HK singer and actress

Haley Chan Hiu-yi (陳曉怡 (陈晓怡)), known professionally as Hana Kuk Tsz-kiu (菊梓喬 (菊梓乔); born 17 May 1982 or 24 November 1986), is a Hong Kong singer-songwriter currently managed by PanAsiaCC and Stars Music International, debuted in 2016. Her Chinese stage name was voted by fans.

== Early life ==
Her parents divorced at a young age and she lived with her younger sister. Due to financial and family problems, she dropped out of school at 13 to earn a living, she later returned to her studies at age 20. Prior to returning to school, she took up multiple jobs including being an apprentice at a beauty salon, Photography assistant, and makeup artist.

== Career ==
=== 2008-2016: Career beginning ===
She had been the lead vocal as Haley Xc in Pleasure Garden in 2008. In 2014, she participated Super M as Chan Hiu Yi, Super Star and Hot Door Night.
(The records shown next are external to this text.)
//! 字符前缀树（arena 存储）。
//!
//! 每个节点预先保存子树内排名最靠前的若干条目（`ranked`），
//! 这样常见的“前缀 + 小上限”查询不需要遍历整棵子树。
use std::{cmp::Ordering, collections::BTreeMap};

#[derive(Debug, Default)]
struct Node {
    children: BTreeMap<char, usize>,
    /// 以该节点结尾的 key 对应的条目
    terminal: Vec<u32>,
    /// 子树内（含自身）排名前 `depth` 的条目
    ranked: Vec<u32>,
}

#[derive(Debug)]
pub(crate) struct Trie {
    nodes: Vec<Node>,
    depth: usize,
}

impl Trie {
    pub(crate) fn new(depth: usize) -> Self {
        Self {
            nodes: vec![Node::default()],
            depth: depth.max(1),
        }
    }

    pub(crate) fn depth(&self) -> usize {
        self.depth
    }

    pub(crate) fn insert(&mut self, key: &str, id: u32) {
        let mut cur = 0;
        for ch in key.chars() {
            cur = match self.nodes[cur].children.get(&ch) {
                Some(&next) => next,
                None => {
                    let next = self.nodes.len();
                    self.nodes.push(Node::default());
                    self.nodes[cur].children.insert(ch, next);
                    next
                }
            };
        }
        self.nodes[cur].terminal.push(id);
    }

    /// 自底向上计算每个节点的 `ranked`。
    ///
    /// 子节点的下标总是大于父节点，所以倒序遍历即可保证先算子节点。
    pub(crate) fn finalize<F>(&mut self, rank: F)
    where
        F: Fn(u32, u32) -> Ordering,
    {
        for idx in (0..self.nodes.len()).rev() {
            let mut merged = self.nodes[idx].terminal.clone();
            for &child in self.nodes[idx].children.values() {
                merged.extend_from_slice(&self.nodes[child].ranked);
            }
            merged.sort_by(|&a, &b| rank(a, b).then(a.cmp(&b)));
            merged.dedup();
            merged.truncate(self.depth);
            self.nodes[idx].ranked = merged;
        }
    }

    pub(crate) fn find(&self, prefix: &str) -> Option<usize> {
        let mut cur = 0;
        for ch in prefix.chars() {
            cur = *self.nodes[cur].children.get(&ch)?;
        }
        Some(cur)
    }

    pub(crate) fn ranked(&self, node: usize) -> &[u32] {
        &self.nodes[node].ranked
    }

    /// 收集子树内全部条目（未排序，可能重复）。
    pub(crate) fn collect(&self, node: usize, out: &mut Vec<u32>) {
        let mut stack = vec![node];
        while let Some(idx) = stack.pop() {
            let n = &self.nodes[idx];
            out.extend_from_slice(&n.terminal);
            stack.extend(n.children.values().copied());
        }
    }
}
In 2016, she was debuted as a female singer-songwriter under PanAsiaCC through the recommendation of Addison from ZEN. In July, she released the single "Today's Me" which performed good on the charts. Later, she has released two singles, "Fool in the Fairy Tale" and "Seven Years Old". Because of the commercial success of these singles, she has received Best New Artist awards from several shows.
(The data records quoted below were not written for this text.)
//! `config`：编辑器可调参数。
//!
//! core 不读文件：宿主负责拿到 JSON 字符串，这里只做解析、校验与环境变量覆盖。
use serde::{Deserialize, Serialize};

use crate::error::ConfigError;
use crate::scanner::DEFAULT_PASS_THROUGH;

/// 编辑器配置（所有字段都有默认值，JSON 里可以只写一部分）。
#[derive(Debug, Clone, PartialEq, Eq, Serialize, Deserialize)]
#[serde(default)]
pub struct EditorConfig {
    /// 候选数量上限
    pub max_candidates: usize,
    /// 由像素宽度换算列宽时扣掉的列数
    pub line_margin: usize,
    /// 缓冲区最大字符数（光标上限）
    pub max_buffer_size: usize,
    /// 尚未收到布局信息前使用的列宽
    pub default_line_width: usize,
    /// 折行缓存最多保留多少条
    pub wrap_cache_capacity: usize,
    /// 向后扫描单词时允许穿过的非字母字符
    pub word_chars: String,
}

impl Default for EditorConfig {
    fn default() -> Self {
        Self {
            max_candidates: 20,
            line_margin: 3,
            max_buffer_size: 16 * 1024,
            default_line_width: 40,
            wrap_cache_capacity: 64,
            word_chars: DEFAULT_PASS_THROUGH.to_string(),
        }
    }
}

impl EditorConfig {
    pub fn from_json_str(source: &str) -> Result<Self, ConfigError> {
        let config = serde_json::from_str::<EditorConfig>(source)?;
        config.validate()?;
        Ok(config)
    }

    pub fn validate(&self) -> Result<(), ConfigError> {
        let fields = [
            ("max_candidates", self.max_candidates),
            ("max_buffer_size", self.max_buffer_size),
            ("wrap_cache_capacity", self.wrap_cache_capacity),
        ];
        for (field, value) in fields {
            if value == 0 {
                return Err(ConfigError::NonPositive { field });
            }
        }
        Ok(())
    }

    /// 用环境变量覆盖配置；无法解析的值直接忽略。
    ///
    /// `lookup` 一般传 `|k| std::env::var(k).ok()`，测试里可以换成 map。
    pub fn with_env_overrides<F>(mut self, lookup: F) -> Self
    where
        F: Fn(&str) -> Option<String>,
    {
        let parse = |key: &str| lookup(key).and_then(|v| v.trim().parse::<usize>().ok());
        if let Some(v) = parse("MLT_MAX_CANDIDATES").filter(|v| *v > 0) {
            self.max_candidates = v;
        }
        if let Some(v) = parse("MLT_LINE_MARGIN") {
            self.line_margin = v;
        }
        if let Some(v) = parse("MLT_MAX_BUFFER_SIZE").filter(|v| *v > 0) {
            self.max_buffer_size = v;
        }
        if let Some(v) = lookup("MLT_WORD_CHARS") {
            self.word_chars = v;
        }
        self
    }
}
=== 2017-2020: Forgot Myself, Last Forever, and Can't Let You Go ===
In 2017, she signed a record deal with Voice Entertainment. After that, her first single from Voice Entertainment, "Lifetime Waiting", charted number 1 on Jade Solid Gold for two weeks. "Forgot Myself", the ending theme song from Line Walker: The Prelude hit 100,000 views on the first day of its release. In November, after 2 months of its release, it had over 4 million views online. On 3 November, she has released her debut solo album, Forgot Myself. In 2018, most of her singles has reached 1M views. Back to the Day We Met and Flying Into The Flame are even the 5th and the 7th most popular Cantonese song on YouTube in 2018. On 30 September, "Forgot Myself" has reached over 10M views on YouTube. The video takes one year and 11 days to reach 10 million views. She became the second female artist from Voice Entertainment to have owned a 10M video on YouTube. In December, she released her second solo album, Last Forever.

Her first concert was held in August 2019 in KITEC. In December, she released her third solo album Can't Let You Go.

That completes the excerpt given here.